Here are some more interesting tid-bits from the publishers press release:

THE TURNSPIT DOG: In Renaissance Britain there was a special breed of dog, the ‘turnspit’, whose job was to turn meat as it roasted. Bred to have short legs and long bodies, they were well suited to trundling round and round in a wheel attached to the spit. But there were signs that dogs were too intelligent for the job. One eyewitness recalled that the dogs used to run away or hide when they observed the cooks getting ready to make a roast for dinner. Many households switched to using geese instead, who could be forced to trundle the wheel for up to twelve hours at a time without rebelling.

THE PESTLE AND MORTAR:For most cooks today, the pestle and mortar is a pleasurable utensil, with which we might pound up a green basil pesto for fun. It’s one of the more desirable and decorative items in any cookware store. But we forget that for most of history, the pestle was associated not with leisure but with servitude, the endless daily grind of producing enough edible nourishment. Female skeletons dating from the Stone Age in the Middle East reveal the strain that the pestle and mortar placed on the human body, with knees, hips and ankles all severely worn down from the pressure of hours of crushing grain against stone.

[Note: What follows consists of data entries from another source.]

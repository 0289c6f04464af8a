//! Consensus rules
//!
//! - Proof-of-work puzzle (fixed difficulty, cancellable search)
//! - Chain validation (hash linkage + puzzle)
//! - Longest-valid-chain resolution

pub mod pow;
pub mod resolver;
pub mod validator;

pub use pow::{ProofOfWork, DEFAULT_DIFFICULTY, MAX_DIFFICULTY};
pub use resolver::{ConsensusResolver, Resolution};
pub use validator::{ChainError, ChainValidator};
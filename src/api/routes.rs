//! REST API routes configuration

use crate::api::handlers::{self, ApiState};
use axum::{
    routing::{get, post},
    Router,
};
use tower_http::cors::{Any, CorsLayer};

/// Create the API router with all routes
pub fn create_router(state: ApiState) -> Router {
    // Configure CORS for browser access
    let cors = CorsLayer::new()
        .allow_origin(Any)
        .allow_methods(Any)
        .allow_headers(Any);

    Router::new()
        // Health check
        .route("/health", get(handlers::health_check))
        // Mining
        .route("/mine", get(handlers::mine_block))
        // Transactions
        .route("/transactions/new", post(handlers::new_transaction))
        // Chain (also what peers fetch during resolution)
        .route("/chain", get(handlers::get_chain))
        // Peers
        .route("/nodes/register", post(handlers::register_nodes))
        .route("/nodes/resolve", get(handlers::resolve_conflicts))
        .with_state(state)
        .layer(cors)
}
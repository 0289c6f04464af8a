//! Command-line interface

pub mod commands;

pub use commands::{cmd_mine, cmd_node_start, cmd_validate, CliResult};
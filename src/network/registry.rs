//! Registry of peer nodes
//!
//! Addresses are accepted either as full URLs (`http://10.0.0.7:5000/`) or
//! bare authorities (`10.0.0.7:5000`) and stored as `host[:port]`.

use std::collections::HashSet;
use thiserror::Error;

/// Registration errors
#[derive(Error, Debug, PartialEq, Eq)]
pub enum RegistryError {
    #[error("Invalid node address: {0:?}")]
    InvalidAddress(String),
}

/// Set of known peer addresses
#[derive(Debug, Clone, Default)]
pub struct NodeRegistry {
    nodes: HashSet<String>,
}

/// Reduce a URL or bare address to its `host[:port]` authority
pub fn parse_node_address(address: &str) -> Result<String, RegistryError> {
    let invalid = || RegistryError::InvalidAddress(address.to_string());

    let trimmed = address.trim();
    let rest = match trimmed.split_once("://") {
        Some((scheme, rest)) if !scheme.is_empty() => rest,
        Some(_) => return Err(invalid()),
        None => trimmed,
    };

    let authority = rest.split(['/', '?', '#']).next().unwrap_or_default();
    // Drop any userinfo
    let authority = authority.rsplit('@').next().unwrap_or_default();

    if authority.is_empty() || authority.chars().any(char::is_whitespace) {
        return Err(invalid());
    }

    if let Some((host, port)) = authority.rsplit_once(':') {
        // IPv6 literals without a port contain colons but end in ']'
        let is_bare_ipv6 = authority.starts_with('[') && authority.ends_with(']');
        if !is_bare_ipv6 && (host.is_empty() || port.parse::<u16>().is_err()) {
            return Err(invalid());
        }
    }

    Ok(authority.to_string())
}

impl NodeRegistry {
    pub fn new() -> Self {
        Self::default()
    }

    /// Add a node; returns `false` if it was already known
    pub fn register_node(&mut self, address: &str) -> Result<bool, RegistryError> {
        let node = parse_node_address(address)?;
        let added = self.nodes.insert(node.clone());
        if added {
            log::info!("Registered peer node {}", node);
        }
        Ok(added)
    }

    /// Current peer addresses, sorted for stable output
    pub fn nodes(&self) -> Vec<String> {
        let mut nodes: Vec<String> = self.nodes.iter().cloned().collect();
        nodes.sort();
        nodes
    }

    pub fn contains(&self, address: &str) -> bool {
        self.nodes.contains(address)
    }

    pub fn len(&self) -> usize {
        self.nodes.len()
    }

    pub fn is_empty(&self) -> bool {
        self.nodes.is_empty()
    }
}

#[cfg(test)]
mod tests {
    use super::*;

    #[test]
    fn test_parse_addresses() {
        assert_eq!(
            parse_node_address("http://192.168.0.5:5000").unwrap(),
            "192.168.0.5:5000"
        );
        assert_eq!(
            parse_node_address("http://192.168.0.5:5000/chain?x=1").unwrap(),
            "192.168.0.5:5000"
        );
        assert_eq!(parse_node_address("192.168.0.5:5000").unwrap(), "192.168.0.5:5000");
        assert_eq!(parse_node_address(" localhost:5001 ").unwrap(), "localhost:5001");
        assert_eq!(parse_node_address("peer.example").unwrap(), "peer.example");
        assert_eq!(parse_node_address("http://[::1]:5000").unwrap(), "[::1]:5000");
    }

    #[test]
    fn test_reject_malformed_addresses() {
        for bad in ["", "   ", "http://", "://host:1", "host:port", ":5000", "a b:5000"] {
            assert_eq!(
                parse_node_address(bad),
                Err(RegistryError::InvalidAddress(bad.to_string())),
                "{:?}",
                bad
            );
        }
    }

    #[test]
    fn test_register_deduplicates() {
        let mut registry = NodeRegistry::new();

        assert!(registry.register_node("http://10.0.0.1:5000").unwrap());
        assert!(!registry.register_node("10.0.0.1:5000").unwrap());
        assert!(registry.register_node("10.0.0.2:5000").unwrap());

        assert_eq!(registry.len(), 2);
        assert!(registry.contains("10.0.0.1:5000"));
        assert_eq!(registry.nodes(), vec!["10.0.0.1:5000", "10.0.0.2:5000"]);
    }

    #[test]
    fn test_register_rejects_invalid() {
        let mut registry = NodeRegistry::new();
        assert!(registry.register_node("not a node").is_err());
        assert!(registry.is_empty());
    }
}
//! CLI commands for the ledger
//!
//! Implements the command handlers behind the `ledger` binary.

use crate::consensus::{ChainValidator, ProofOfWork};
use crate::core::{ChainSnapshot, Ledger};
use crate::mining::Miner;
use crate::network::{Node, NodeConfig};
use std::fs;
use std::io::{BufReader, BufWriter};
use std::path::Path;

/// Result type for CLI operations
pub type CliResult<T> = Result<T, Box<dyn std::error::Error>>;

/// Start a node and serve until interrupted
pub async fn cmd_node_start(config: NodeConfig) -> CliResult<()> {
    println!("🌐 Starting ledger node on port {}...", config.port);
    println!("   🆔 Node id: {}", config.node_id);
    println!("   🔧 Difficulty: {}", config.difficulty);

    let node = Node::new(config)?;
    node.start().await.map_err(|e| -> Box<dyn std::error::Error> { e })?;
    Ok(())
}

/// Mine blocks into a fresh in-memory ledger, optionally exporting the chain
pub fn cmd_mine(
    address: &str,
    count: u64,
    difficulty: usize,
    output: Option<&Path>,
) -> CliResult<()> {
    let mut ledger = Ledger::with_pow(ProofOfWork::new(difficulty));
    let miner = Miner::new(address);

    println!("⛏️  Mining {} block(s) for address: {}", count, address);
    println!("   Difficulty: {}", difficulty);

    for (block, stats) in miner.mine_continuously(&mut ledger, count) {
        println!("\n   Block {} mined!", block.index);
        println!("   ├─ Hash: {}", &block.hash()[..16]);
        println!("   ├─ Proof: {}", block.proof);
        println!("   ├─ Transactions: {}", block.tx_count());
        println!("   ├─ Time: {}ms", stats.time_ms);
        println!("   └─ Hash rate: {:.2} H/s", stats.hash_rate);
    }

    if let Some(path) = output {
        let file = fs::File::create(path)?;
        serde_json::to_writer_pretty(BufWriter::new(file), &ledger.snapshot())?;
        println!("\n💾 Chain of {} blocks written to {:?}", ledger.len(), path);
    }

    Ok(())
}

/// Validate a chain exported from `/chain` or `mine --output`
pub fn cmd_validate(input: &Path, difficulty: usize) -> CliResult<bool> {
    let file = fs::File::open(input)?;
    let snapshot: ChainSnapshot = serde_json::from_reader(BufReader::new(file))?;

    println!("🔍 Validating chain from {:?}...", input);

    let validator = ChainValidator::new(ProofOfWork::new(difficulty));
    let valid = match validator.validate(&snapshot.chain) {
        Ok(()) => {
            println!("✅ Chain is valid!");
            println!("   {} blocks verified", snapshot.chain.len());
            true
        }
        Err(e) => {
            println!("❌ Chain validation FAILED!");
            println!("   {}", e);
            false
        }
    };

    if !snapshot.is_consistent() {
        println!(
            "⚠️  Advertised length {} does not match {} blocks",
            snapshot.length,
            snapshot.chain.len()
        );
    }

    Ok(valid)
}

KNIVES, CHOPSTICKS, AND TEETH: Our choice of eating utensils may not seem a question of great consequence, but the tools we choose to eat with have actually had a dramatic impact on our bodies. The alignment of our teeth in an overbite is very recent: only about two hundred years old in the West. It likely came about because of the adoption of the knife and fork, which meant that for the first time people were chopping food into tiny morsels before chewing, instead of clamping larger pieces between their teeth. In China, the overbite developed much earlier – around 900 years ago – which corresponds to the time when chopsticks were first used.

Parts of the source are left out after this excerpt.